** Opening Material shown block **

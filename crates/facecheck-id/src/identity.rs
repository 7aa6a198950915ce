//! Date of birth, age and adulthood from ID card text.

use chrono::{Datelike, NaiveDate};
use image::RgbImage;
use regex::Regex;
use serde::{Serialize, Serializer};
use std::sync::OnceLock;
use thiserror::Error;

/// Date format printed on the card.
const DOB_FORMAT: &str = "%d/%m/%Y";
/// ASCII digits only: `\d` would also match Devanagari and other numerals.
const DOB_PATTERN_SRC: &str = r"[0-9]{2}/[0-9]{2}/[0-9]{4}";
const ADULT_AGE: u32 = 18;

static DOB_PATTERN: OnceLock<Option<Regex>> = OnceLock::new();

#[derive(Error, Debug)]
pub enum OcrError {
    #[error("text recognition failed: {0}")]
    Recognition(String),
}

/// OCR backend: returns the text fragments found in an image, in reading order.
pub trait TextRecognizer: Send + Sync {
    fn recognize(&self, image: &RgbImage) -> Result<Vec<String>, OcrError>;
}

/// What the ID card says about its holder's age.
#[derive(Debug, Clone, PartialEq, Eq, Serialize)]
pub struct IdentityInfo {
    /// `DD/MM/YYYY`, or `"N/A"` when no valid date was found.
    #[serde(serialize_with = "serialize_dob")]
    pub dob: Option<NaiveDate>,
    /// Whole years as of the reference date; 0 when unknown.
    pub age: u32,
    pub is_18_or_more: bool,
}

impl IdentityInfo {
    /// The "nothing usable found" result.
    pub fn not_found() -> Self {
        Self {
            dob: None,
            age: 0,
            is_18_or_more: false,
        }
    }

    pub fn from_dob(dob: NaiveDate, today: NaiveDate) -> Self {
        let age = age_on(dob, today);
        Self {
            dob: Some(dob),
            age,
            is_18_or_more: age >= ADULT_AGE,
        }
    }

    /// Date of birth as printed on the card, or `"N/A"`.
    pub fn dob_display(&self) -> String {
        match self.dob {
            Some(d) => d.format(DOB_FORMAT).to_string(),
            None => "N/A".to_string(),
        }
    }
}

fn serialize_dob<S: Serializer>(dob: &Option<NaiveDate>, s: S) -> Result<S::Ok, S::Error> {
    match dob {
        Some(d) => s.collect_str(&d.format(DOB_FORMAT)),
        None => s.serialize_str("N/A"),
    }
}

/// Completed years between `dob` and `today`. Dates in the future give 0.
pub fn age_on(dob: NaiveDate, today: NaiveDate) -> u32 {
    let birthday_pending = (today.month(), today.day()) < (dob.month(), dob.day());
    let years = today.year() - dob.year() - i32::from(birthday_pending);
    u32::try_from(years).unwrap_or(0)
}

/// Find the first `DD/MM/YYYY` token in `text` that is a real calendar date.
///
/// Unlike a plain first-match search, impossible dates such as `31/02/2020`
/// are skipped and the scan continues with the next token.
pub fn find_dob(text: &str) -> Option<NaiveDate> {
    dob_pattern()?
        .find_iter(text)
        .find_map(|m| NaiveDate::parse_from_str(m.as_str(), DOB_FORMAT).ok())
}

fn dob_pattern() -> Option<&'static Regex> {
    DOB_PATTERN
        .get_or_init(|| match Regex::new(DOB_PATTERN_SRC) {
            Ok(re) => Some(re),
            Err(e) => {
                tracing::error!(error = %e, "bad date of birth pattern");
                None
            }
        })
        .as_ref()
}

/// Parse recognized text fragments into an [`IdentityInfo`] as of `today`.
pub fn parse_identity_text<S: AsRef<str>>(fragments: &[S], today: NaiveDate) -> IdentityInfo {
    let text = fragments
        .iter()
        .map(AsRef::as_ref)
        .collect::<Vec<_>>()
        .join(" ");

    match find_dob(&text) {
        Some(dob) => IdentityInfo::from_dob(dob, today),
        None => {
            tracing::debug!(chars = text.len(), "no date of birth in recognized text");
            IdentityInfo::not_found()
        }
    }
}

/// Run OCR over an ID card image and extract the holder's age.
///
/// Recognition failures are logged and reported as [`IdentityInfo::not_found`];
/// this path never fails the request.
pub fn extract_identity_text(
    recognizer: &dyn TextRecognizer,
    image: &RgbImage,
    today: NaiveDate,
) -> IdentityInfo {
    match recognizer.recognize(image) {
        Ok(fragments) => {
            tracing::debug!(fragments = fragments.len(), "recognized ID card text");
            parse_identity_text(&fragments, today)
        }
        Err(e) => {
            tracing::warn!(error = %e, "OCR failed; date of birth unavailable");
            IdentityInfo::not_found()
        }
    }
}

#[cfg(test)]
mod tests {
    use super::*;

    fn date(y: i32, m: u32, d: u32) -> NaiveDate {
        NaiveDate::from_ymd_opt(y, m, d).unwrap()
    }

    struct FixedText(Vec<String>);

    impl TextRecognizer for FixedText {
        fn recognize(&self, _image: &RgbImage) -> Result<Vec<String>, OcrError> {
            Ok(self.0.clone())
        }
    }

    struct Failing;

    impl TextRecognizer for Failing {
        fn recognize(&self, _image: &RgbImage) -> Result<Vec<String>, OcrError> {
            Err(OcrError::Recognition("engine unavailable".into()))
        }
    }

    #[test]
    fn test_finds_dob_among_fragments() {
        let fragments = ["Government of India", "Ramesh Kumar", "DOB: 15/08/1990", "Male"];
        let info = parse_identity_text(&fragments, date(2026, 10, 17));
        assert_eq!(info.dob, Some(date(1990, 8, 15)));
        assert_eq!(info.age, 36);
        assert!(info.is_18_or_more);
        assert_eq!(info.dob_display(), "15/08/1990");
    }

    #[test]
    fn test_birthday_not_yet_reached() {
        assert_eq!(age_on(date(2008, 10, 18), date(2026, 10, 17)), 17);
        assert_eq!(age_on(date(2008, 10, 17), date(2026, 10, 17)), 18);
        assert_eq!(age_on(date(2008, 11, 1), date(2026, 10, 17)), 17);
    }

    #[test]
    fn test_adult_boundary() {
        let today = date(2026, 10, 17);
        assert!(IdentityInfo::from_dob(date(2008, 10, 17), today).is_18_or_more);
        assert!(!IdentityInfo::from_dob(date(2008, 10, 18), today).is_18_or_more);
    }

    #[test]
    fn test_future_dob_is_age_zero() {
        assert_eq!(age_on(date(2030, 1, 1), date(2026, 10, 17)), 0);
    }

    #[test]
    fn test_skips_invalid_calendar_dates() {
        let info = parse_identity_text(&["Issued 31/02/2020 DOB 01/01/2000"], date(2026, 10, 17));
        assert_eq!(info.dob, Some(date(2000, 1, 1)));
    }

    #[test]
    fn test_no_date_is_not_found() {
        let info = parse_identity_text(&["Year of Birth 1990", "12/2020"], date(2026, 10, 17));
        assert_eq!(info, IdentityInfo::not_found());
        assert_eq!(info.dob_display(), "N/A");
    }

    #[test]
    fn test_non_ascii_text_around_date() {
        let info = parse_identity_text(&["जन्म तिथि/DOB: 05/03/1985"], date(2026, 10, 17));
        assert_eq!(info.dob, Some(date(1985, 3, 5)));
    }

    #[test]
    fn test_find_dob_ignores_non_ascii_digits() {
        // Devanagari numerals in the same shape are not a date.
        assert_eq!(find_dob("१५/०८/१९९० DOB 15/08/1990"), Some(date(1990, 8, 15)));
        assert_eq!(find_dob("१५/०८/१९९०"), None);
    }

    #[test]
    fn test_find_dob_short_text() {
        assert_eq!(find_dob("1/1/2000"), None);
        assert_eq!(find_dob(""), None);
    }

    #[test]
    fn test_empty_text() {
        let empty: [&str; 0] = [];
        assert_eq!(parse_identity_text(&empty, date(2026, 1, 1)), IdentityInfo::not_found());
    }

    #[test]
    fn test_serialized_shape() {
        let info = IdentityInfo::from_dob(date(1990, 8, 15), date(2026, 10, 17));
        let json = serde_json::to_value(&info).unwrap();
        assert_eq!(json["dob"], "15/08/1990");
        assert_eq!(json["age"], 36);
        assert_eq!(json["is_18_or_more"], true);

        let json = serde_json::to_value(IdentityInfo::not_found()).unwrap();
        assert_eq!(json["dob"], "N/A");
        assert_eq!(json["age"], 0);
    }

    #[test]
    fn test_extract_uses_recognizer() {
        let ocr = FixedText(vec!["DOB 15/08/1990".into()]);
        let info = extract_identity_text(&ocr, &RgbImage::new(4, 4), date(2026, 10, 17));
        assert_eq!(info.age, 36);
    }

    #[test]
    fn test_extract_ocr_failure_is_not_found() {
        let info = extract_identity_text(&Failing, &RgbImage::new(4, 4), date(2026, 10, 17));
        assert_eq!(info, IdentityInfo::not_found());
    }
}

** Closing Material shown block **

Work request:
Among the records above, repeat exactly the line with "not a date.", the line with "15), date(2026, 10, 17));", and every line in between, and only those.

Response:
        // Devanagari numerals in the same shape are not a date.
        assert_eq!(find_dob("१५/०८/१९९० DOB 15/08/1990"), Some(date(1990, 8, 15)));
        assert_eq!(find_dob("१५/०८/१९९०"), None);
    }

    #[test]
    fn test_find_dob_short_text() {
        assert_eq!(find_dob("1/1/2000"), None);
        assert_eq!(find_dob(""), None);
    }

    #[test]
    fn test_empty_text() {
        let empty: [&str; 0] = [];
        assert_eq!(parse_identity_text(&empty, date(2026, 1, 1)), IdentityInfo::not_found());
    }

    #[test]
    fn test_serialized_shape() {
        let info = IdentityInfo::from_dob(date(1990, 8, 15), date(2026, 10, 17));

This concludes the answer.